The station consists of two side platforms next to the tracks on the second level down with the concourse mezzanine level overlooking it. Uniquely among Muni Metro stations, the platforms are slightly curved due to the transition from the Market Street subway to the Twin Peaks Tunnel between this station and the now-disused Eureka Valley station, just southwest. At both Castro and , there is only one entrance on each side of Market Street leading into the station. (All other stations on the Market Street subway have entrances spread out along the length of the station.) The southern entrance is located in Harvey Milk Plaza on the southwest corner of Market and Castro, and the northern entrance and street elevator on the northwest corner of Market and 17th.

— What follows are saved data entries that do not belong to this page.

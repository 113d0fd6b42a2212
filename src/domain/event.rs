use chrono::{DateTime, Utc};
use serde::{Deserialize, Serialize};

/// Severity class of a cluster event, mirroring the upstream watcher's
/// Normal/Warning split.
#[derive(Debug, Clone, Copy, Default, PartialEq, Eq, Serialize, Deserialize)]
pub enum EventKind {
    #[default]
    Normal,
    Warning,
}

/// Reference to the object an event is about.
#[derive(Debug, Clone, Default, PartialEq, Serialize, Deserialize)]
pub struct ObjectRef {
    pub kind: String,
    pub name: String,
    #[serde(default, skip_serializing_if = "Option::is_none")]
    pub namespace: Option<String>,
}

/// Component that reported the event.
#[derive(Debug, Clone, Default, PartialEq, Serialize, Deserialize)]
pub struct EventSource {
    pub component: String,
    #[serde(default, skip_serializing_if = "Option::is_none")]
    pub host: Option<String>,
}

/// A cluster event as delivered by the upstream watcher.
///
/// `count`, `first_seen` and `last_seen` are recurrence bookkeeping the
/// watcher rewrites on every sync cycle; the normalizer strips them from the
/// serialized payload so recurrences of one event compare equal downstream.
#[derive(Debug, Clone, Default, PartialEq, Serialize, Deserialize)]
pub struct ClusterEvent {
    #[serde(default)]
    pub reason: String,
    #[serde(default)]
    pub message: String,
    #[serde(default)]
    pub kind: EventKind,
    #[serde(default)]
    pub count: u32,
    #[serde(default)]
    pub involved_object: ObjectRef,
    #[serde(default)]
    pub source: EventSource,
    #[serde(default, skip_serializing_if = "Option::is_none")]
    pub first_seen: Option<DateTime<Utc>>,
    #[serde(default, skip_serializing_if = "Option::is_none")]
    pub last_seen: Option<DateTime<Utc>>,
}
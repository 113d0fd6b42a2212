use thiserror::Error;
use tracing_subscriber::{EnvFilter, fmt, prelude::*};

use super::config::LogLevel;

#[derive(Error, Debug)]
pub enum LoggingError {
    #[error("Invalid log filter '{filter}': {source}")]
    InvalidFilter {
        filter: String,
        source: tracing_subscriber::filter::ParseError,
    },
    #[error("Failed to install tracing subscriber: {0}")]
    Install(#[from] tracing::subscriber::SetGlobalDefaultError),
}

/// HTTP plumbing stays at warn unless asked for explicitly.
const DEFAULT_DIRECTIVES: &[&str] = &["hyper=warn", "reqwest=warn", "h2=warn", "warp=warn"];

/// Installs the global tracing subscriber. `RUST_LOG` takes precedence over
/// the configured level when set.
pub fn init_logging(level: LogLevel) -> Result<(), LoggingError> {
    let env_filter = match EnvFilter::try_from_default_env() {
        Ok(from_env) => from_env,
        Err(_) => {
            let filter = build_filter_string(level);
            EnvFilter::try_new(&filter)
                .map_err(|source| LoggingError::InvalidFilter { filter, source })?
        }
    };

    let subscriber = tracing_subscriber::registry().with(env_filter).with(
        fmt::layer()
            .with_target(true)
            .with_level(true)
            .compact(),
    );

    tracing::subscriber::set_global_default(subscriber)?;
    Ok(())
}

fn build_filter_string(level: LogLevel) -> String {
    let mut parts = Vec::with_capacity(DEFAULT_DIRECTIVES.len() + 1);
    parts.push(level.as_str().to_string());
    parts.extend(DEFAULT_DIRECTIVES.iter().map(|d| (*d).to_string()));
    parts.join(",")
}

#[cfg(test)]
mod tests {
    use super::*;

    #[test]
    fn filter_string_starts_with_level() {
        let filter = build_filter_string(LogLevel::Debug);
        assert!(filter.starts_with("debug,"));
        assert!(filter.contains("hyper=warn"));
        assert!(filter.contains("reqwest=warn"));
    }

    #[test]
    fn all_filter_strings_parse() {
        for level in [
            LogLevel::Error,
            LogLevel::Warn,
            LogLevel::Info,
            LogLevel::Debug,
            LogLevel::Trace,
        ] {
            let filter = build_filter_string(level);
            assert!(EnvFilter::try_new(&filter).is_ok(), "{filter}");
        }
    }
}
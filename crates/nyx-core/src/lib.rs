//! The release pipeline core: the run state, the `Infer`/`Make`/`Mark`/
//! `Publish` commands, and the `Pipeline` orchestrator that sequences
//! them (spec §4).

mod context;
mod error;
mod infer;
mod make;
mod mark;
mod pipeline;
mod publish;
mod release_scope;
mod state;

pub use context::template_context;
pub use error::{CoreError, CoreResult, DataAccessSource, ReleaseError};
pub use infer::Infer;
pub use make::Make;
pub use mark::Mark;
pub use pipeline::{default_state_path, Command, Pipeline};
pub use publish::Publish;
pub use release_scope::ReleaseScope;
pub use state::{FileMapper, State};
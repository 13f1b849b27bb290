use std::convert::Infallible;
use std::str::FromStr;

use serde::{Deserialize, Serialize};

/// A bump identifier. `Major`/`Minor`/`Patch` are the three scheme-defined
/// levels; any other identifier is treated as the name of a prerelease
/// qualifier to attach or advance (e.g. `alpha`, `rc`).
#[derive(Debug, Clone, PartialEq, Eq, Serialize, Deserialize)]
#[serde(try_from = "String", into = "String")]
pub enum BumpId {
    Major,
    Minor,
    Patch,
    Prerelease(String),
}

impl TryFrom<String> for BumpId {
    type Error = Infallible;

    fn try_from(value: String) -> Result<Self, Self::Error> {
        value.parse()
    }
}

impl From<BumpId> for String {
    fn from(value: BumpId) -> Self {
        value.to_string()
    }
}

impl BumpId {
    /// The scheme-wide ordering rank used to pick the maximum bump among a
    /// set of significant commits: `major > minor > patch > prerelease`.
    #[must_use]
    pub fn rank(&self) -> u8 {
        match self {
            Self::Major => 3,
            Self::Minor => 2,
            Self::Patch => 1,
            Self::Prerelease(_) => 0,
        }
    }

    /// Returns the greater of two bump ids by [`rank`](Self::rank); ties
    /// prefer `self`.
    #[must_use]
    pub fn max(self, other: Self) -> Self {
        if other.rank() > self.rank() { other } else { self }
    }
}

impl FromStr for BumpId {
    type Err = Infallible;

    fn from_str(s: &str) -> Result<Self, Self::Err> {
        Ok(match s {
            "major" => Self::Major,
            "minor" => Self::Minor,
            "patch" => Self::Patch,
            other => Self::Prerelease(other.to_string()),
        })
    }
}

impl std::fmt::Display for BumpId {
    fn fmt(&self, f: &mut std::fmt::Formatter<'_>) -> std::fmt::Result {
        match self {
            Self::Major => write!(f, "major"),
            Self::Minor => write!(f, "minor"),
            Self::Patch => write!(f, "patch"),
            Self::Prerelease(id) => write!(f, "{id}"),
        }
    }
}
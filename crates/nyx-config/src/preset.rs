//! Named bundles of default release types and conventions.

use std::collections::HashMap;

use crate::composite::CompositeBlock;
use crate::convention::{BumpExpression, CommitMessageConvention};
use crate::layer::ConfigLayer;
use crate::release_type::ReleaseType;

/// Resolves a named preset to the layer it contributes, or `None` if the
/// name is not a built-in preset.
#[must_use]
pub fn resolve_preset(name: &str) -> Option<ConfigLayer> {
    match name {
        "default" => Some(default_preset()),
        _ => None,
    }
}

fn default_preset() -> ConfigLayer {
    let convention = CommitMessageConvention {
        expression: r"^(?P<type>\w+)(?:\((?P<scope>[^)]+)\))?(?P<breaking>!)?: (?P<message>.+)$"
            .to_string(),
        bump_expressions: vec![
            BumpExpression { id: "major".into(), expression: r"^$".into() },
            BumpExpression { id: "minor".into(), expression: r"^feat$".into() },
            BumpExpression { id: "patch".into(), expression: r"^fix$".into() },
        ],
    };
    let mut convention_items = HashMap::new();
    convention_items.insert("conventionalCommits".to_string(), convention);

    let mainline = ReleaseType {
        branch_filter: "^(main|master)$".to_string(),
        environment_variables: HashMap::new(),
        collapsed_versioning: false,
        collapsed_version_qualifier: None,
        version_range: None,
        version_range_from_branch_name: false,
        publish: true,
        git_commit: true,
        git_tag: true,
        git_push: true,
        commit_message: Some("Release {{version}}".to_string()),
        tag_message: Some("Release {{version}}".to_string()),
        publish_message: Some("{{#commits}}* {{message}}\n{{/commits}}".to_string()),
    };
    let mut release_type_items = HashMap::new();
    release_type_items.insert("mainline".to_string(), mainline);

    ConfigLayer {
        commit_message_conventions: Some(CompositeBlock {
            enabled: vec!["conventionalCommits".to_string()],
            items: convention_items,
        }),
        release_types: Some(CompositeBlock {
            enabled: vec!["mainline".to_string()],
            items: release_type_items,
        }),
        ..ConfigLayer::default()
    }
}

#[cfg(test)]
mod tests {
    use super::*;

    #[test]
    fn default_preset_matches_mainline_branches() {
        let layer = resolve_preset("default").unwrap();
        let release_types = layer.release_types.unwrap();
        let mainline = &release_types.items["mainline"];
        let re = regex::Regex::new(&mainline.branch_filter).unwrap();
        assert!(re.is_match("main"));
        assert!(re.is_match("master"));
        assert!(!re.is_match("feature/x"));
    }

    #[test]
    fn unknown_preset_resolves_to_none() {
        assert!(resolve_preset("nonexistent").is_none());
    }
}
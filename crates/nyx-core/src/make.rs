//! The `Make` command: builds every configured asset by delegating to its
//! named asset service.

use nyx_config::Configuration;
use nyx_git::Repository;
use nyx_services::ServiceRegistry;

use crate::error::CoreError;
use crate::state::State;

pub struct Make;

impl Make {
    pub fn run(
        config: &Configuration,
        repo: &Repository,
        registry: &ServiceRegistry,
        state: &State,
    ) -> Result<(), CoreError> {
        let snapshot = serde_json::to_value(state).map_err(crate::error::DataAccessSource::from)?;

        for (key, asset) in &config.assets {
            let Some(service_name) = &asset.service else {
                tracing::debug!(asset = %key, "asset has no configured service, skipping");
                continue;
            };

            if config.dry_run {
                tracing::info!(asset = %key, service = %service_name, path = %asset.path, "dry run: skipping asset build");
                continue;
            }

            let service = registry.asset_service(service_name)?;
            let path = service.build_asset(std::path::Path::new(&asset.path), &snapshot, repo)?;
            tracing::info!(asset = %key, built = %path.display(), "asset built");
        }

        Ok(())
    }
}

#[cfg(test)]
mod tests {
    use super::*;
    use nyx_config::{AssetConfig, ConfigLayer, Resolver};
    use nyx_services::LocalAssetService;
    use nyx_version::Scheme;
    use tempfile::tempdir;

    fn repo_with_commit(dir: &std::path::Path) -> Repository {
        let git2_repo = git2::Repository::init(dir).unwrap();
        let sig = git2::Signature::now("t", "t@example.com").unwrap();
        let tree_id = git2_repo.index().unwrap().write_tree().unwrap();
        let tree = git2_repo.find_tree(tree_id).unwrap();
        git2_repo.commit(Some("HEAD"), &sig, &sig, "init", &tree, &[]).unwrap();
        drop(git2_repo);
        Repository::open(dir).unwrap()
    }

    #[test]
    fn builds_each_asset_with_a_configured_service() {
        let repo_dir = tempdir().unwrap();
        let repo = repo_with_commit(repo_dir.path());
        let assets_dir = tempdir().unwrap();

        let mut assets = std::collections::HashMap::new();
        assets.insert(
            "changelog".to_string(),
            AssetConfig { path: "CHANGELOG.json".to_string(), service: Some("local".to_string()) },
        );
        let layer = ConfigLayer { assets: Some(assets), ..ConfigLayer::default() };
        let mut resolver = Resolver::new(layer, ConfigLayer::default());
        resolver.update_configured_layers().unwrap();
        let config = resolver.resolve().unwrap();

        let registry = ServiceRegistry::new()
            .with_asset_service("local", Box::new(LocalAssetService::new(assets_dir.path())));
        let state = State::new(Scheme::SemVer);

        Make::run(&config, &repo, &registry, &state).unwrap();
        assert!(assets_dir.path().join("CHANGELOG.json").exists());
    }
}
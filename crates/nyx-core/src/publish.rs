//! The `Publish` command: creates (or idempotently reuses) a remote
//! release for the computed tag.

use nyx_config::{Configuration, ReleaseType};
use nyx_services::ServiceRegistry;
use nyx_template::Template;

use crate::context::template_context;
use crate::error::CoreError;
use crate::state::State;

pub struct Publish;

impl Publish {
    pub fn run(
        config: &Configuration,
        registry: &ServiceRegistry,
        branch: &str,
        release_type: &ReleaseType,
        state: &State,
    ) -> Result<(), CoreError> {
        if !release_type.publish {
            tracing::debug!("release type does not publish, skipping");
            return Ok(());
        }

        let version = state
            .version
            .as_ref()
            .expect("Publish requires Infer to have computed a version")
            .to_string();
        let tag_name = format!("{}{}", config.release_prefix, version);

        if config.dry_run {
            tracing::info!(tag = %tag_name, "dry run: skipping publish");
            return Ok(());
        }

        let context = template_context(state, branch);
        let body = match &release_type.publish_message {
            Some(template) => Template::parse(template)?.render(&context),
            None => String::new(),
        };

        for name in registry.publish_service_names() {
            let service = registry.publish_service(name)?;
            if service.get_release(&tag_name)?.is_some() {
                tracing::debug!(service = %name, tag = %tag_name, "release already exists, skipping");
                continue;
            }
            let handle = service.create_release(&tag_name, &body, &[])?;
            tracing::info!(service = %name, tag = %tag_name, url = %handle.url, "published release");
        }

        Ok(())
    }
}
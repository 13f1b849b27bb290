use thiserror::Error;

#[derive(Debug, Error)]
pub enum TemplateError {
    #[error("unterminated tag starting at byte {0}")]
    UnterminatedTag(usize),

    #[error("section '{name}' closed by mismatched '{{{{/{closer}}}}}'")]
    MismatchedSection { name: String, closer: String },

    #[error("section '{0}' is never closed")]
    UnclosedSection(String),
}
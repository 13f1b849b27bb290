//! The `Mark` command: commits, tags, and pushes the computed version,
//! each step independently gated by the active release type.

use nyx_config::{Configuration, ReleaseType};
use nyx_git::Repository;
use nyx_template::Template;

use crate::context::template_context;
use crate::error::CoreError;
use crate::state::State;

pub struct Mark;

impl Mark {
    /// Precondition: `state.new_version` is `Some(true)`; callers that run
    /// Mark on a no-op Infer result get a commit/tag/push for a version
    /// that hasn't changed, so they should check first.
    pub fn run(
        config: &Configuration,
        repo: &Repository,
        branch: &str,
        release_type: &ReleaseType,
        mut state: State,
    ) -> Result<State, CoreError> {
        let context = template_context(&state, branch);
        let version = state
            .version
            .as_ref()
            .expect("Mark requires Infer to have computed a version")
            .to_string();

        if release_type.git_commit {
            commit_step(config, repo, release_type, &context, &mut state)?;
        }

        if release_type.git_tag {
            tag_step(config, repo, release_type, &context, &version, &mut state)?;
        }

        if release_type.git_push {
            push_step(config, repo)?;
        }

        Ok(state)
    }
}

fn commit_step(
    config: &Configuration,
    repo: &Repository,
    release_type: &ReleaseType,
    context: &serde_json::Value,
    state: &mut State,
) -> Result<(), CoreError> {
    if config.dry_run {
        tracing::info!("dry run: skipping commit");
        return Ok(());
    }
    if repo.is_clean()? {
        return Ok(());
    }

    repo.add(&[])?;
    let message_template = release_type.commit_message.as_deref().unwrap_or("Release {{version}}");
    let message = Template::parse(message_template)?.render(context);
    let commit = repo.commit(&message, None, None)?;

    state.release_scope.final_commit = Some(commit.sha.clone());
    state.release_scope.commits.insert(0, commit);
    Ok(())
}

fn tag_step(
    config: &Configuration,
    repo: &Repository,
    release_type: &ReleaseType,
    context: &serde_json::Value,
    version: &str,
    state: &mut State,
) -> Result<(), CoreError> {
    let tag_name = format!("{}{}", config.release_prefix, version);
    let message = release_type
        .tag_message
        .as_deref()
        .map(|tpl| Template::parse(tpl).map(|t| t.render(context)))
        .transpose()?;

    let target = state.release_scope.final_commit.as_deref();
    repo.tag(target, &tag_name, message.as_deref(), None)?;
    Ok(())
}

/// Pushes to every remote configured on the repository (spec §4.10: "each
/// configured remote, default: the sole remote"). A bare `push(None)` only
/// ever accepts exactly one remote, so a repo with more than one would
/// never get past this step at all; loop over `repo.remotes()` instead.
fn push_step(config: &Configuration, repo: &Repository) -> Result<(), CoreError> {
    if config.dry_run {
        tracing::info!("dry run: skipping push");
        return Ok(());
    }
    let mut remotes: Vec<String> = repo.remotes()?.into_iter().collect();
    remotes.sort();
    if remotes.is_empty() {
        return Err(nyx_git::GitError::NotFound("repository has no configured remote".into()).into());
    }
    for remote in &remotes {
        repo.push(Some(remote))?;
    }
    Ok(())
}

#[cfg(test)]
mod tests {
    use super::*;
    use nyx_version::Scheme;
    use tempfile::tempdir;

    fn release_type() -> ReleaseType {
        ReleaseType {
            branch_filter: "^main$".into(),
            environment_variables: Default::default(),
            collapsed_versioning: false,
            collapsed_version_qualifier: None,
            version_range: None,
            version_range_from_branch_name: false,
            publish: true,
            git_commit: true,
            git_tag: true,
            git_push: false,
            commit_message: Some("Release {{version}}".into()),
            tag_message: Some("Release {{version}}".into()),
            publish_message: None,
        }
    }

    fn repo_with_commit(dir: &std::path::Path) -> Repository {
        let git2_repo = git2::Repository::init(dir).unwrap();
        let sig = git2::Signature::now("t", "t@example.com").unwrap();
        let tree_id = git2_repo.index().unwrap().write_tree().unwrap();
        let tree = git2_repo.find_tree(tree_id).unwrap();
        git2_repo.commit(Some("HEAD"), &sig, &sig, "init", &tree, &[]).unwrap();
        drop(git2_repo);
        Repository::open(dir).unwrap()
    }

    #[test]
    fn tags_the_final_commit_with_the_computed_version() {
        let dir = tempdir().unwrap();
        let repo = repo_with_commit(dir.path());

        let mut resolver = nyx_config::Resolver::new(nyx_config::ConfigLayer::default(), nyx_config::ConfigLayer::default());
        resolver.update_configured_layers().unwrap();
        let config = resolver.resolve().unwrap();

        let mut state = State::new(Scheme::SemVer);
        state.version = Some(nyx_version::Version::parse(Scheme::SemVer, "1.0.0").unwrap());

        let result = Mark::run(&config, &repo, "main", &release_type(), state).unwrap();
        let tags = repo.tags().unwrap();
        assert!(tags.contains(&"1.0.0".to_string()));
        assert!(result.release_scope.final_commit.is_some());
    }

    #[test]
    fn push_step_pushes_to_every_configured_remote() {
        let dir = tempdir().unwrap();
        let repo = repo_with_commit(dir.path());
        let branch = repo.current_branch().unwrap();

        let remote_a = tempdir().unwrap();
        git2::Repository::init_bare(remote_a.path()).unwrap();
        let remote_b = tempdir().unwrap();
        git2::Repository::init_bare(remote_b.path()).unwrap();
        {
            let git2_repo = git2::Repository::open(dir.path()).unwrap();
            git2_repo.remote("origin", remote_a.path().to_str().unwrap()).unwrap();
            git2_repo.remote("upstream", remote_b.path().to_str().unwrap()).unwrap();
        }

        let mut resolver = nyx_config::Resolver::new(nyx_config::ConfigLayer::default(), nyx_config::ConfigLayer::default());
        resolver.update_configured_layers().unwrap();
        let config = resolver.resolve().unwrap();

        push_step(&config, &repo).unwrap();

        for remote_dir in [&remote_a, &remote_b] {
            let remote_repo = git2::Repository::open_bare(remote_dir.path()).unwrap();
            assert!(remote_repo.find_reference(&format!("refs/heads/{branch}")).is_ok());
        }
    }

    #[test]
    fn push_step_errors_with_no_configured_remote() {
        let dir = tempdir().unwrap();
        let repo = repo_with_commit(dir.path());

        let mut resolver = nyx_config::Resolver::new(nyx_config::ConfigLayer::default(), nyx_config::ConfigLayer::default());
        resolver.update_configured_layers().unwrap();
        let config = resolver.resolve().unwrap();

        assert!(push_step(&config, &repo).is_err());
    }
}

The station was constructed by BART as part of the Market Street subway. The BART Board approved the name "Castro" in December 1965. It was designed by Howard Grant AIA of Reid & Tarics Associates and was completed in 1976. Service at the station began on June 11, 1980.

Castro station features a transit plaza at the corner of Castro Street and Market Street. In 1985 it was dedicated to Harvey Milk, the slain SF supervisor and first openly gay elected official in California. In May 2016, the escalator in Harvey Milk Plaza was retrofitted with colored lights (to resemble the rainbow flag that flies above the plaza) after being rehabilitated. This test was considered a success; lights were added to 17 other escalators in the system, including the other three escalators at Castro, in 2018–19.

Muni is constructing accessibility improvements, including a second elevator, in Harvey Milk Plaza at the south entrance of the station. A 2020 determination that the plaza is eligible for inclusion on the California Register of Historical Resources was not expected to impact elevator construction, but could stall the larger plaza project. Elevator construction began in June 2023. The elevator will have stops at street level, plaza level, and station lobby level, plus an emergency-only stop at the eastbound platform. As of June 2026, the elevator is expected to open in July 2026.

In 2022, a new decorative railing was added on the F Market & Wharves boarding island as part of the Upper Market Street Safety Project. It features a quote from Harvey Milk's 1977 "You've Got to Have Hope" speech, as well as an illustration of streetcar #1051, which is dedicated in Milk's honor.